» **WHAT IS EXPECTED**: Beginning with the first line and ending with the one containing "the message prefix.", copy the lines of the listing below exactly; omit everything else.

» **THE DATA**:
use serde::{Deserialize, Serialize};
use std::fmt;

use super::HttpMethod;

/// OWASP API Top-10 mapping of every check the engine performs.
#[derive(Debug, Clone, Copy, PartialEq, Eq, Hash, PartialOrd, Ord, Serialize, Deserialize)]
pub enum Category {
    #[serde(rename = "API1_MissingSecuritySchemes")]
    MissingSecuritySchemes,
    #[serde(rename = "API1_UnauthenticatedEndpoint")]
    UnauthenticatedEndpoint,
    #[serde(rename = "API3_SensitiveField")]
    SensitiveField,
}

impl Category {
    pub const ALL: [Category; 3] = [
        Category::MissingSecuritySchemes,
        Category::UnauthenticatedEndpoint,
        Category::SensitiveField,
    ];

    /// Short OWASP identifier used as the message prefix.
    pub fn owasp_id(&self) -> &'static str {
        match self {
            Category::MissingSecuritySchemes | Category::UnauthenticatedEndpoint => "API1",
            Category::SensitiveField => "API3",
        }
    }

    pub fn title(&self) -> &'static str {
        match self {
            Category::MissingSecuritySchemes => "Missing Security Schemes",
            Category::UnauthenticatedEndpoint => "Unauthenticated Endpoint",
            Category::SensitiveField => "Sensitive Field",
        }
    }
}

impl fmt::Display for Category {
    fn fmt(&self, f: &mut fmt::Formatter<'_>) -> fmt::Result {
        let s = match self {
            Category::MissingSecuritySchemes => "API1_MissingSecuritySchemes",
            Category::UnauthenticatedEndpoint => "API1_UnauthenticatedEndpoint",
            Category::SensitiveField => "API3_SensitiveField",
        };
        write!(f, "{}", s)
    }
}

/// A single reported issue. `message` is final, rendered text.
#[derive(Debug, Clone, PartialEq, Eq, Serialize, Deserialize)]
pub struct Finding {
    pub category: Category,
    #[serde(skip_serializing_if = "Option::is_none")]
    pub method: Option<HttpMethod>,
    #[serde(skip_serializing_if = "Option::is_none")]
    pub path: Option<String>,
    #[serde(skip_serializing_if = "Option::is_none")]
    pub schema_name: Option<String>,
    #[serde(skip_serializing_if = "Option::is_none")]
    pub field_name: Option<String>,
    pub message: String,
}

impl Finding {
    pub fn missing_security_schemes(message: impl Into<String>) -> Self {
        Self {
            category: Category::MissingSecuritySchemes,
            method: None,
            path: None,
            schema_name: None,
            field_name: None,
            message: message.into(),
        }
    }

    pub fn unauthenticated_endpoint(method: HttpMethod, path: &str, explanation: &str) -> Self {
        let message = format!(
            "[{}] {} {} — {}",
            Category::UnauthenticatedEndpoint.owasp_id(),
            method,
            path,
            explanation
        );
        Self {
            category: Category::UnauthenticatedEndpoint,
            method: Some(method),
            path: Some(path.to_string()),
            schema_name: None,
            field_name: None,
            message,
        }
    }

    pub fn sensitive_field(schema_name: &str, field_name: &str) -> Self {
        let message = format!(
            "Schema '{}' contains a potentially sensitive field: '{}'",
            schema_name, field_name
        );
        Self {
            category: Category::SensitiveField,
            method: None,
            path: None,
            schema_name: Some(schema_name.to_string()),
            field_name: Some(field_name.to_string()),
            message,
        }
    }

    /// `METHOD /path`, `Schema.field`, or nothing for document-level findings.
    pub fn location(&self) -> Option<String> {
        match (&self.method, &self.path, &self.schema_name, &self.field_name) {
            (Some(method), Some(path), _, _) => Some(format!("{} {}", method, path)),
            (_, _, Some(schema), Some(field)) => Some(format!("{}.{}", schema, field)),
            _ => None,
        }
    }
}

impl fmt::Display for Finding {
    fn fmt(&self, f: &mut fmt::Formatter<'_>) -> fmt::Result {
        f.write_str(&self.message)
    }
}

» **ANSWER SPACE**:
use serde::{Deserialize, Serialize};
use std::fmt;

use super::HttpMethod;

/// OWASP API Top-10 mapping of every check the engine performs.
#[derive(Debug, Clone, Copy, PartialEq, Eq, Hash, PartialOrd, Ord, Serialize, Deserialize)]
pub enum Category {
    #[serde(rename = "API1_MissingSecuritySchemes")]
    MissingSecuritySchemes,
    #[serde(rename = "API1_UnauthenticatedEndpoint")]
    UnauthenticatedEndpoint,
    #[serde(rename = "API3_SensitiveField")]
    SensitiveField,
}

impl Category {
    pub const ALL: [Category; 3] = [
        Category::MissingSecuritySchemes,
        Category::UnauthenticatedEndpoint,
        Category::SensitiveField,
    ];

    /// Short OWASP identifier used as the message prefix.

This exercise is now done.